The other deal breaker is the software. 

What software do you use Dave? Wilcom?


----------



## Buechee (Dec 22, 2005)

Where are you located? Service may play a part in all of this. I hear Melcos are easy to work on and Barudan has an office here in Northern Ohio. If your not close to Ohio or good with your hands, I'd look at a machine with ties close to your home.


----------



## myfinishingtouch (Nov 21, 2009)

Service is very important as mentioned. But not as important as you'd think. Why do I say this since it seems to go against conventional wisdom? Possibly because I'm fairly mechanical and really too cheap to fly in a tech to Shreveport and pay them per diem to work on my machine.

However, my wife and I did go to Ft Worth right after we bought our machine and went through the initial training classes which included normal maintenance operations. This was valuable because it lessened my fear about opening up the panels on this very expensive machine. It gave me a common frame of reference so that when I call up Barudan tech support I can understand what they are trying to get me to look at.

Telephone support is extremely critical in my opinion if you don't have a tech in town or would rather do the mx yourself and not pay someone to do it. Barudan tech support is extremely helpful and if they are busy when you call will call you back very soon and spend as much time on the phone as you need to work the problem. Of course in two years the biggest thing I've had to deal with was a timing of the hook when I bumping a needle into a hoop. But tech support got me through it and if I need to do it again I feel confident I could do it easily.

Software ... I use Wilcom. Sure, it's expensive but it is the gold standard. Same thing on tech support. If I have something I don't understand I call Wilcom and usually talk to James or Maria and they are great! I digitize because I want to be able to get jobs I wouldn't be able to get otherwise. The alternative is finding someone that you like to digitize for you and paying for their services. You really can pay to have many, many designs digitized for the price of the top level Wilcom. But I bit the bullet and bought the software.
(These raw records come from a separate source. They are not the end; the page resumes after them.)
//! SQLite configuration

use panosweep_core::config::LayeredConfig;
use panosweep_core::error::PanosweepError;
use std::path::PathBuf;
use std::time::Duration;
use thiserror::Error;

/// Configuration error types
#[derive(Debug, Error)]
pub enum ConfigError {
    #[error("Missing required configuration: {0}")]
    Missing(String),

    #[error("Invalid configuration value for {key}: {reason}")]
    Invalid { key: String, reason: String },
}

/// SQLite connection and behavior configuration
#[derive(Debug, Clone)]
pub struct SqliteConfig {
    /// Path of the database file; created if missing
    pub database_path: PathBuf,
    /// Connection pool configuration
    pub pool: PoolConfig,
    /// Migration configuration
    pub migrations: MigrationConfig,
    /// How long a connection waits on a locked database before failing
    pub busy_timeout: Duration,
    /// Upper bound on committing a single transaction
    pub transaction_timeout: Duration,
}

impl SqliteConfig {
    /// Load configuration from environment variables
    ///
    /// Requires PANOSWEEP_DATABASE_PATH environment variable to be set.
    /// Other settings use defaults.
    pub fn from_env() -> Result<Self, ConfigError> {
        let path = std::env::var("PANOSWEEP_DATABASE_PATH")
            .map_err(|_| ConfigError::Missing("PANOSWEEP_DATABASE_PATH".to_string()))?;
        Self::new(path)
    }

    /// Create a new configuration for the given database file
    pub fn new(database_path: impl Into<PathBuf>) -> Result<Self, ConfigError> {
        let config = Self {
            database_path: database_path.into(),
            pool: PoolConfig::default(),
            migrations: MigrationConfig::default(),
            busy_timeout: Duration::from_secs(5),
            transaction_timeout: Duration::from_secs(30),
        };
        config.validate()?;
        Ok(config)
    }

    /// Validate the configuration
    pub fn validate(&self) -> Result<(), ConfigError> {
        if self.database_path.as_os_str().is_empty() {
            return Err(ConfigError::Invalid {
                key: "database_path".to_string(),
                reason: "cannot be empty".to_string(),
            });
        }

        if self.database_path.to_str().is_none() {
            return Err(ConfigError::Invalid {
                key: "database_path".to_string(),
                reason: "must be valid UTF-8".to_string(),
            });
        }

        if self.transaction_timeout.is_zero() {
            return Err(ConfigError::Invalid {
                key: "transaction_timeout".to_string(),
                reason: "must be greater than 0".to_string(),
            });
        }

        self.pool.validate()?;

        Ok(())
    }
}

impl TryFrom<&LayeredConfig> for SqliteConfig {
    type Error = ConfigError;

    fn try_from(config: &LayeredConfig) -> Result<Self, Self::Error> {
        config.validate().map_err(|e| match e {
            PanosweepError::ConfigInvalid { key, reason } => ConfigError::Invalid { key, reason },
            PanosweepError::ConfigMissing { key } => ConfigError::Missing(key),
            other => ConfigError::Invalid { key: "config".to_string(), reason: other.to_string() },
        })?;
        let mut sqlite = Self::new(config.database_path.value.clone())?;
        // Every worker may hold a connection while the reporter reads
        sqlite.pool.max_connections =
            sqlite.pool.max_connections.max(config.workers.value as u32 + 1);
        Ok(sqlite)
    }
}

/// Connection pool configuration
#[derive(Debug, Clone)]
pub struct PoolConfig {
    /// Minimum number of connections to maintain
    pub min_connections: u32,
    /// Maximum number of connections allowed
    pub max_connections: u32,
    /// Timeout for acquiring a connection from the pool
    pub acquire_timeout: Duration,
    /// Timeout for idle connections before they are closed
    pub idle_timeout: Duration,
    /// Maximum lifetime of a connection
    pub max_lifetime: Duration,
}

impl Default for PoolConfig {
    fn default() -> Self {
        Self {
            min_connections: 1,
            max_connections: 5,
            acquire_timeout: Duration::from_secs(30),
            idle_timeout: Duration::from_secs(600),
            max_lifetime: Duration::from_secs(1800),
        }
    }
}

impl PoolConfig {
    /// Validate pool configuration
    pub fn validate(&self) -> Result<(), ConfigError> {
        if self.min_connections > self.max_connections {
            return Err(ConfigError::Invalid {
                key: "pool.min_connections".to_string(),
                reason: format!(
                    "min_connections ({}) cannot be greater than max_connections ({})",
                    self.min_connections, self.max_connections
                ),
            });
        }

        if self.max_connections == 0 {
            return Err(ConfigError::Invalid {
                key: "pool.max_connections".to_string(),
                reason: "must be greater than 0".to_string(),
            });
        }

        Ok(())
    }
}

/// Migration configuration
#[derive(Debug, Clone)]
pub struct MigrationConfig {
    /// Whether `SqliteStore::new` applies pending migrations
    pub auto_run: bool,
}

impl Default for MigrationConfig {
    fn default() -> Self {
        Self { auto_run: true }
    }
}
My business model may not be yours.

Try www.embroideryyellowpages.com for used Wilcom and then see how much an upgrade would cost from Wilcom. You can probably get into Wilcom this way for less than buying it directly from Wilcom.


----------



## kymsue (Jul 8, 2010)

We are in the Tacoma area of Washington state. Neither company is close, but do have phone support and can have someone here if needed. I do most of the maintenance on the machines I have now. I am not too concerned about that. But, I am glad to hear the Buradan tech support is very good. 

I would love to know more about the Amaya XTS. And how much 'better' they are from the XT. 
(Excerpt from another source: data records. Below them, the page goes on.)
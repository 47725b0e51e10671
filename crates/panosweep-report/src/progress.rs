//! Completion, yield and metadata metrics over both stores.
//!
//! Each metric can be asked for on its own and only reads the counts it
//! needs. A zero denominator is reported as [`Metric::NoData`].

use panosweep_core::error::Result;
use panosweep_core::models::{LabelProgress, Throughput};
use panosweep_store::{PanoramaStore, SampleStore};
use serde::Serialize;
use std::fmt;
use std::sync::Arc;
use std::time::Duration;

/// A derived quantity that may not be computable yet
#[derive(Debug, Clone, Copy, PartialEq, Serialize)]
#[serde(rename_all = "snake_case")]
pub enum Metric {
    NoData,
    Value(f64),
}

impl Metric {
    /// `numerator / denominator`, or `NoData` when the denominator is zero
    pub fn ratio(numerator: u64, denominator: u64) -> Self {
        if denominator == 0 {
            Metric::NoData
        } else {
            Metric::Value(numerator as f64 / denominator as f64)
        }
    }

    pub fn value(&self) -> Option<f64> {
        match self {
            Metric::NoData => None,
            Metric::Value(v) => Some(*v),
        }
    }

    fn map(self, f: impl FnOnce(f64) -> f64) -> Self {
        match self {
            Metric::NoData => Metric::NoData,
            Metric::Value(v) => Metric::Value(f(v)),
        }
    }

    fn display(&self, scale: f64, precision: usize) -> String {
        match self {
            Metric::NoData => "n/a".to_string(),
            Metric::Value(v) => format!("{:.*}", precision, v * scale),
        }
    }
}

/// Raw counts the metrics are derived from
#[derive(Debug, Clone, Copy, Default, PartialEq, Eq, Serialize)]
pub struct ProgressCounts {
    pub total_points: u64,
    pub unsearched_points: u64,
    pub total_panoramas: u64,
    /// Panoramas with a non-empty date and copyright
    pub complete_metadata: u64,
}

impl ProgressCounts {
    pub fn searched_points(&self) -> u64 {
        self.total_points.saturating_sub(self.unsearched_points)
    }

    /// Searched points over all points
    pub fn point_progress(&self) -> Metric {
        Metric::ratio(self.searched_points(), self.total_points)
    }

    /// Panoramas found per searched point
    pub fn panorama_yield(&self) -> Metric {
        Metric::ratio(self.total_panoramas, self.searched_points())
    }

    /// Share of panoramas with both date and copyright
    pub fn metadata_completeness(&self) -> Metric {
        Metric::ratio(self.complete_metadata, self.total_panoramas)
    }

    /// Panorama count once every point is searched, assuming the yield so far
    /// holds for the remainder. An estimate only.
    pub fn expected_final_panoramas(&self) -> Metric {
        let total = self.total_points as f64;
        self.panorama_yield().map(|ratio| total * ratio)
    }
}

/// All metrics at one instant
#[derive(Debug, Clone, Copy, PartialEq, Serialize)]
pub struct ProgressReport {
    pub counts: ProgressCounts,
    pub point_progress: Metric,
    pub panorama_yield: Metric,
    pub metadata_completeness: Metric,
    pub expected_final_panoramas: Metric,
}

impl ProgressReport {
    pub fn from_counts(counts: ProgressCounts) -> Self {
        Self {
            counts,
            point_progress: counts.point_progress(),
            panorama_yield: counts.panorama_yield(),
            metadata_completeness: counts.metadata_completeness(),
            expected_final_panoramas: counts.expected_final_panoramas(),
        }
    }
}

impl fmt::Display for ProgressReport {
    fn fmt(&self, f: &mut fmt::Formatter<'_>) -> fmt::Result {
        let c = &self.counts;
        writeln!(
            f,
            "Point Search Progress: {}% \t {}/{}",
            self.point_progress.display(100.0, 2),
            c.searched_points(),
            c.total_points
        )?;
        writeln!(
            f,
            "Found {} panoramas ({} pano per point)",
            c.total_panoramas,
            self.panorama_yield.display(1.0, 4)
        )?;
        writeln!(
            f,
            "Panorama Metadata Progress: {}% \t {}/{}",
            self.metadata_completeness.display(100.0, 2),
            c.complete_metadata,
            c.total_panoramas
        )?;
        write!(f, "Expected {} panoramas", self.expected_final_panoramas.display(1.0, 1))
    }
}

/// Pull-based metrics accessor over a store
pub struct ProgressReporter<S: ?Sized> {
    store: Arc<S>,
}

impl<S> ProgressReporter<S>
where
    S: SampleStore + PanoramaStore + ?Sized,
{
    pub fn new(store: Arc<S>) -> Self {
        Self { store }
    }

    pub async fn counts(&self) -> Result<ProgressCounts> {
        Ok(ProgressCounts {
            total_points: self.store.count_total().await?,
            unsearched_points: self.store.count_unsearched().await?,
            total_panoramas: self.store.count_panoramas().await?,
            complete_metadata: self.store.count_complete_metadata().await?,
        })
    }

    pub async fn snapshot(&self) -> Result<ProgressReport> {
        let report = ProgressReport::from_counts(self.counts().await?);
        tracing::debug!(
            searched = report.counts.searched_points(),
            total = report.counts.total_points,
            panoramas = report.counts.total_panoramas,
            "Progress snapshot"
        );
        Ok(report)
    }

    pub async fn point_progress(&self) -> Result<Metric> {
        Ok(self.point_counts().await?.point_progress())
    }

    pub async fn panorama_yield(&self) -> Result<Metric> {
        let mut counts = self.point_counts().await?;
        counts.total_panoramas = self.store.count_panoramas().await?;
        Ok(counts.panorama_yield())
    }

    pub async fn metadata_completeness(&self) -> Result<Metric> {
        let counts = ProgressCounts {
            total_panoramas: self.store.count_panoramas().await?,
            complete_metadata: self.store.count_complete_metadata().await?,
            ..Default::default()
        };
        Ok(counts.metadata_completeness())
    }

    pub async fn expected_final_panoramas(&self) -> Result<Metric> {
        let mut counts = self.point_counts().await?;
        counts.total_panoramas = self.store.count_panoramas().await?;
        Ok(counts.expected_final_panoramas())
    }

    /// Searched/total per region label
    pub async fn label_progress(&self) -> Result<Vec<LabelProgress>> {
        self.store.label_progress().await
    }

    /// Time left for the unsearched remainder at the given rate
    pub async fn eta(&self, throughput: Throughput) -> Result<Option<Duration>> {
        Ok(throughput.eta(self.store.count_unsearched().await?))
    }

    async fn point_counts(&self) -> Result<ProgressCounts> {
        Ok(ProgressCounts {
            total_points: self.store.count_total().await?,
            unsearched_points: self.store.count_unsearched().await?,
            ..Default::default()
        })
    }
}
The Amaya dealer has been very helpful, but is also trying to see the machine. The Buradan dealer is not as easy to get a hold of and not as helpful. hmmm, does the Buradan just sell itself, is it that much better....

Like the Wilcom. Called them directly and can turn in my 'old' softwear to purchase DesignShop 1.5 with PowerPack for $1400. Not sure what Level 1 would be. 
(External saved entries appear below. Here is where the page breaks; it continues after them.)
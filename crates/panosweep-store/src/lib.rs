//! Panosweep Store - Storage ports and adapters
//!
//! This crate defines the sample-queue and panorama storage ports and
//! provides an in-memory adapter and a SQLite adapter.

pub mod memory;
pub mod ports;
pub mod sqlite;

pub use memory::MemoryStore;
pub use ports::{DiscoveryStore, PanoramaStore, SampleStore};
pub use sqlite::{SqliteConfig, SqliteStore};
Well. I appriciate both of comments. Buradan is at the top of the list. Still looking for someone who has the XTS


----------



## PiPsodin (May 14, 2012)

I have a chance to buy a BARUDAN BEDSH - say 8-12 model 2006
Can anybody tell me what kind of software is good to use with it, is it possible to sew cap's and if possible price (more or less) for this machine.
Thanks to all for any advice!


----------